- **Work to complete**: Output the full listing exactly, character for character.
BEGIN
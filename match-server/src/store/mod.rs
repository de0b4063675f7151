//! Query gateway over the journey database.
//!
//! The matcher and the request lifecycle never talk to storage directly;
//! they go through the [`Store`] trait. Implementations must make each call
//! atomic with respect to other writers: in particular
//! [`Store::insert_request`] checks for a duplicate and inserts in one step,
//! and [`Store::transition_status`] is a compare-and-set on the status
//! column.

mod error;
mod memory;
mod seed;
mod users;

use std::collections::HashSet;
use std::future::Future;

use chrono::NaiveDate;

use crate::domain::{Journey, JourneyId, NewRequest, Request, RequestId, RequestStatus, User, UserId};
use crate::geo::BoundingBox;

pub use error::StoreError;
pub use memory::MemoryStore;
pub use seed::Seed;
pub use users::{CacheConfig, UserDirectory};

/// Storage-level narrowing for candidate journeys.
///
/// These are the constraints cheap enough to evaluate inside the store.
/// A store may return a superset; the matcher re-checks every rule.
#[derive(Debug, Clone, Copy, PartialEq)]
pub struct CandidateQuery {
    /// Journeys owned by this user are skipped.
    pub exclude_owner: UserId,

    pub date: NaiveDate,

    pub origin_box: BoundingBox,

    pub destination_box: BoundingBox,
}

impl CandidateQuery {
    /// Whether a journey satisfies every constraint in the query.
    pub fn admits(&self, journey: &Journey) -> bool {
        if journey.user_id == self.exclude_owner || journey.date != self.date {
            return false;
        }

        match journey.endpoints() {
            Some((origin, destination)) => {
                self.origin_box.contains(origin) && self.destination_box.contains(destination)
            }
            None => false,
        }
    }
}

/// Result of inserting a request.
#[derive(Debug, Clone, Copy, PartialEq, Eq)]
pub enum InsertOutcome {
    /// The request was stored under this id.
    Inserted(RequestId),

    /// A request from the same requester for the same journey already exists.
    Duplicate(RequestId),
}

/// Result of a conditional status update.
#[derive(Debug, Clone, Copy, PartialEq, Eq)]
pub enum TransitionOutcome {
    /// The status matched and was replaced.
    Applied,

    /// The status did not match; nothing was written.
    Rejected { current: RequestStatus },

    /// No request with that id exists.
    Missing,
}

/// Read and write access to users, journeys and requests.
///
/// Users and journeys are read-only here; they are written by the
/// account and journey screens.
pub trait Store: Send + Sync {
    /// Look up a user.
    fn user(&self, id: UserId) -> impl Future<Output = Result<Option<User>, StoreError>> + Send;

    /// Look up a journey.
    fn journey(
        &self,
        id: JourneyId,
    ) -> impl Future<Output = Result<Option<Journey>, StoreError>> + Send;

    /// Journeys that satisfy the storage-level part of the candidate filter.
    fn candidate_journeys(
        &self,
        query: CandidateQuery,
    ) -> impl Future<Output = Result<Vec<Journey>, StoreError>> + Send;

    /// Ids of every journey the user has a request against, in any status.
    fn requested_journeys(
        &self,
        requester: UserId,
    ) -> impl Future<Output = Result<HashSet<JourneyId>, StoreError>> + Send;

    /// Look up a request.
    fn request(
        &self,
        id: RequestId,
    ) -> impl Future<Output = Result<Option<Request>, StoreError>> + Send;

    /// Store a new `Pending` request unless the requester already has one
    /// for the same journey.
    fn insert_request(
        &self,
        request: NewRequest,
    ) -> impl Future<Output = Result<InsertOutcome, StoreError>> + Send;

    /// Set the status to `to` only if it is currently `from`.
    fn transition_status(
        &self,
        id: RequestId,
        from: RequestStatus,
        to: RequestStatus,
    ) -> impl Future<Output = Result<TransitionOutcome, StoreError>> + Send;

    /// Delete a request. Returns `false` if it did not exist.
    fn delete_request(&self, id: RequestId)
    -> impl Future<Output = Result<bool, StoreError>> + Send;

    /// Requests addressed to a user, newest first.
    fn requests_for_recipient(
        &self,
        recipient: UserId,
    ) -> impl Future<Output = Result<Vec<Request>, StoreError>> + Send;

    /// Requests sent by a user, newest first.
    fn requests_by_requester(
        &self,
        requester: UserId,
    ) -> impl Future<Output = Result<Vec<Request>, StoreError>> + Send;
}

#[cfg(test)]
mod tests {
    use super::*;
    use crate::domain::{Coordinates, Place};

    fn journey(owner: u64, date: NaiveDate, origin: (f64, f64), dest: (f64, f64)) -> Journey {
        Journey {
            journey_id: JourneyId(1),
            user_id: UserId(owner),
            origin: Place::geocoded("A", origin.0, origin.1),
            destination: Place::geocoded("B", dest.0, dest.1),
            date,
            departing_at: "08:00".to_string(),
            must_arrive_at: "09:00".to_string(),
            status: "Pending".to_string(),
        }
    }

    fn query(date: NaiveDate) -> CandidateQuery {
        CandidateQuery {
            exclude_owner: UserId(1),
            date,
            origin_box: BoundingBox::around(Coordinates::new(54.99, -7.30), 5.0),
            destination_box: BoundingBox::around(Coordinates::new(54.95, -7.73), 5.0),
        }
    }

    #[test]
    fn query_admits_nearby_journey_on_same_date() {
        let date = NaiveDate::from_ymd_opt(2025, 3, 14).unwrap();
        let q = query(date);
        assert!(q.admits(&journey(2, date, (54.99, -7.30), (54.95, -7.73))));
    }

    #[test]
    fn query_rejects_owner_date_and_distance() {
        let date = NaiveDate::from_ymd_opt(2025, 3, 14).unwrap();
        let q = query(date);

        assert!(!q.admits(&journey(1, date, (54.99, -7.30), (54.95, -7.73))));
        assert!(!q.admits(&journey(
            2,
            date.succ_opt().unwrap(),
            (54.99, -7.30),
            (54.95, -7.73)
        )));
        assert!(!q.admits(&journey(2, date, (55.50, -7.30), (54.95, -7.73))));
        assert!(!q.admits(&journey(2, date, (54.99, -7.30), (54.95, -6.50))));
    }

    #[test]
    fn query_rejects_unresolved_places() {
        let date = NaiveDate::from_ymd_opt(2025, 3, 14).unwrap();
        let mut j = journey(2, date, (54.99, -7.30), (54.95, -7.73));
        j.destination = Place::unresolved("Somewhere");
        assert!(!query(date).admits(&j));
    }
}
END
- **Answer to the problem**:
filename match-server/src/store/mod.rs
repository de0b4063675f7151
//! Query gateway over the journey database.
//!
//! The matcher and the request lifecycle never talk to storage directly;
//! they go through the [`Store`] trait. Implementations must make each call
//! atomic with respect to other writers: in particular
//! [`Store::insert_request`] checks for a duplicate and inserts in one step,
//! and [`Store::transition_status`] is a compare-and-set on the status
//! column.

mod error;
mod memory;
mod seed;
mod users;

use std::collections::HashSet;
use std::future::Future;

use chrono::NaiveDate;

use crate::domain::{Journey, JourneyId, NewRequest, Request, RequestId, RequestStatus, User, UserId};
use crate::geo::BoundingBox;

pub use error::StoreError;
pub use memory::MemoryStore;
pub use seed::Seed;
pub use users::{CacheConfig, UserDirectory};

/// Storage-level narrowing for candidate journeys.
///
/// These are the constraints cheap enough to evaluate inside the store.
/// A store may return a superset; the matcher re-checks every rule.
#[derive(Debug, Clone, Copy, PartialEq)]
pub struct CandidateQuery {
    /// Journeys owned by this user are skipped.
    pub exclude_owner: UserId,

    pub date: NaiveDate,

    pub origin_box: BoundingBox,

    pub destination_box: BoundingBox,
}

impl CandidateQuery {
    /// Whether a journey satisfies every constraint in the query.
    pub fn admits(&self, journey: &Journey) -> bool {
        if journey.user_id == self.exclude_owner || journey.date != self.date {
            return false;
        }

        match journey.endpoints() {
            Some((origin, destination)) => {
                self.origin_box.contains(origin) && self.destination_box.contains(destination)
            }
            None => false,
        }
    }
}

/// Result of inserting a request.
#[derive(Debug, Clone, Copy, PartialEq, Eq)]
pub enum InsertOutcome {
    /// The request was stored under this id.
    Inserted(RequestId),

    /// A request from the same requester for the same journey already exists.
    Duplicate(RequestId),
}

/// Result of a conditional status update.
#[derive(Debug, Clone, Copy, PartialEq, Eq)]
pub enum TransitionOutcome {
    /// The status matched and was replaced.
    Applied,

    /// The status did not match; nothing was written.
    Rejected { current: RequestStatus },

    /// No request with that id exists.
    Missing,
}

/// Read and write access to users, journeys and requests.
///
/// Users and journeys are read-only here; they are written by the
/// account and journey screens.
pub trait Store: Send + Sync {
    /// Look up a user.
    fn user(&self, id: UserId) -> impl Future<Output = Result<Option<User>, StoreError>> + Send;

    /// Look up a journey.
    fn journey(
        &self,
        id: JourneyId,
    ) -> impl Future<Output = Result<Option<Journey>, StoreError>> + Send;

    /// Journeys that satisfy the storage-level part of the candidate filter.
    fn candidate_journeys(
        &self,
        query: CandidateQuery,
    ) -> impl Future<Output = Result<Vec<Journey>, StoreError>> + Send;

    /// Ids of every journey the user has a request against, in any status.
    fn requested_journeys(
        &self,
        requester: UserId,
    ) -> impl Future<Output = Result<HashSet<JourneyId>, StoreError>> + Send;

    /// Look up a request.
    fn request(
        &self,
        id: RequestId,
    ) -> impl Future<Output = Result<Option<Request>, StoreError>> + Send;

    /// Store a new `Pending` request unless the requester already has one
    /// for the same journey.
    fn insert_request(
        &self,
        request: NewRequest,
    ) -> impl Future<Output = Result<InsertOutcome, StoreError>> + Send;

    /// Set the status to `to` only if it is currently `from`.
    fn transition_status(
        &self,
        id: RequestId,
        from: RequestStatus,
        to: RequestStatus,
    ) -> impl Future<Output = Result<TransitionOutcome, StoreError>> + Send;

    /// Delete a request. Returns `false` if it did not exist.
    fn delete_request(&self, id: RequestId)
    -> impl Future<Output = Result<bool, StoreError>> + Send;

    /// Requests addressed to a user, newest first.
    fn requests_for_recipient(
        &self,
        recipient: UserId,
    ) -> impl Future<Output = Result<Vec<Request>, StoreError>> + Send;

    /// Requests sent by a user, newest first.
    fn requests_by_requester(
        &self,
        requester: UserId,
    ) -> impl Future<Output = Result<Vec<Request>, StoreError>> + Send;
}

#[cfg(test)]
mod tests {
    use super::*;
    use crate::domain::{Coordinates, Place};

    fn journey(owner: u64, date: NaiveDate, origin: (f64, f64), dest: (f64, f64)) -> Journey {
        Journey {
            journey_id: JourneyId(1),
            user_id: UserId(owner),
            origin: Place::geocoded("A", origin.0, origin.1),
            destination: Place::geocoded("B", dest.0, dest.1),
            date,
            departing_at: "08:00".to_string(),
            must_arrive_at: "09:00".to_string(),
            status: "Pending".to_string(),
        }
    }

    fn query(date: NaiveDate) -> CandidateQuery {
        CandidateQuery {
            exclude_owner: UserId(1),
            date,
            origin_box: BoundingBox::around(Coordinates::new(54.99, -7.30), 5.0),
            destination_box: BoundingBox::around(Coordinates::new(54.95, -7.73), 5.0),
        }
    }

    #[test]
    fn query_admits_nearby_journey_on_same_date() {
        let date = NaiveDate::from_ymd_opt(2025, 3, 14).unwrap();
        let q = query(date);
        assert!(q.admits(&journey(2, date, (54.99, -7.30), (54.95, -7.73))));
    }

    #[test]
    fn query_rejects_owner_date_and_distance() {
        let date = NaiveDate::from_ymd_opt(2025, 3, 14).unwrap();
        let q = query(date);

        assert!(!q.admits(&journey(1, date, (54.99, -7.30), (54.95, -7.73))));
        assert!(!q.admits(&journey(
            2,
            date.succ_opt().unwrap(),
            (54.99, -7.30),
            (54.95, -7.73)
        )));
        assert!(!q.admits(&journey(2, date, (55.50, -7.30), (54.95, -7.73))));
        assert!(!q.admits(&journey(2, date, (54.99, -7.30), (54.95, -6.50))));
    }

    #[test]
    fn query_rejects_unresolved_places() {
        let date = NaiveDate::from_ymd_opt(2025, 3, 14).unwrap();
        let mut j = journey(2, date, (54.99, -7.30), (54.95, -7.73));
        j.destination = Place::unresolved("Somewhere");
        assert!(!query(date).admits(&j));
    }
}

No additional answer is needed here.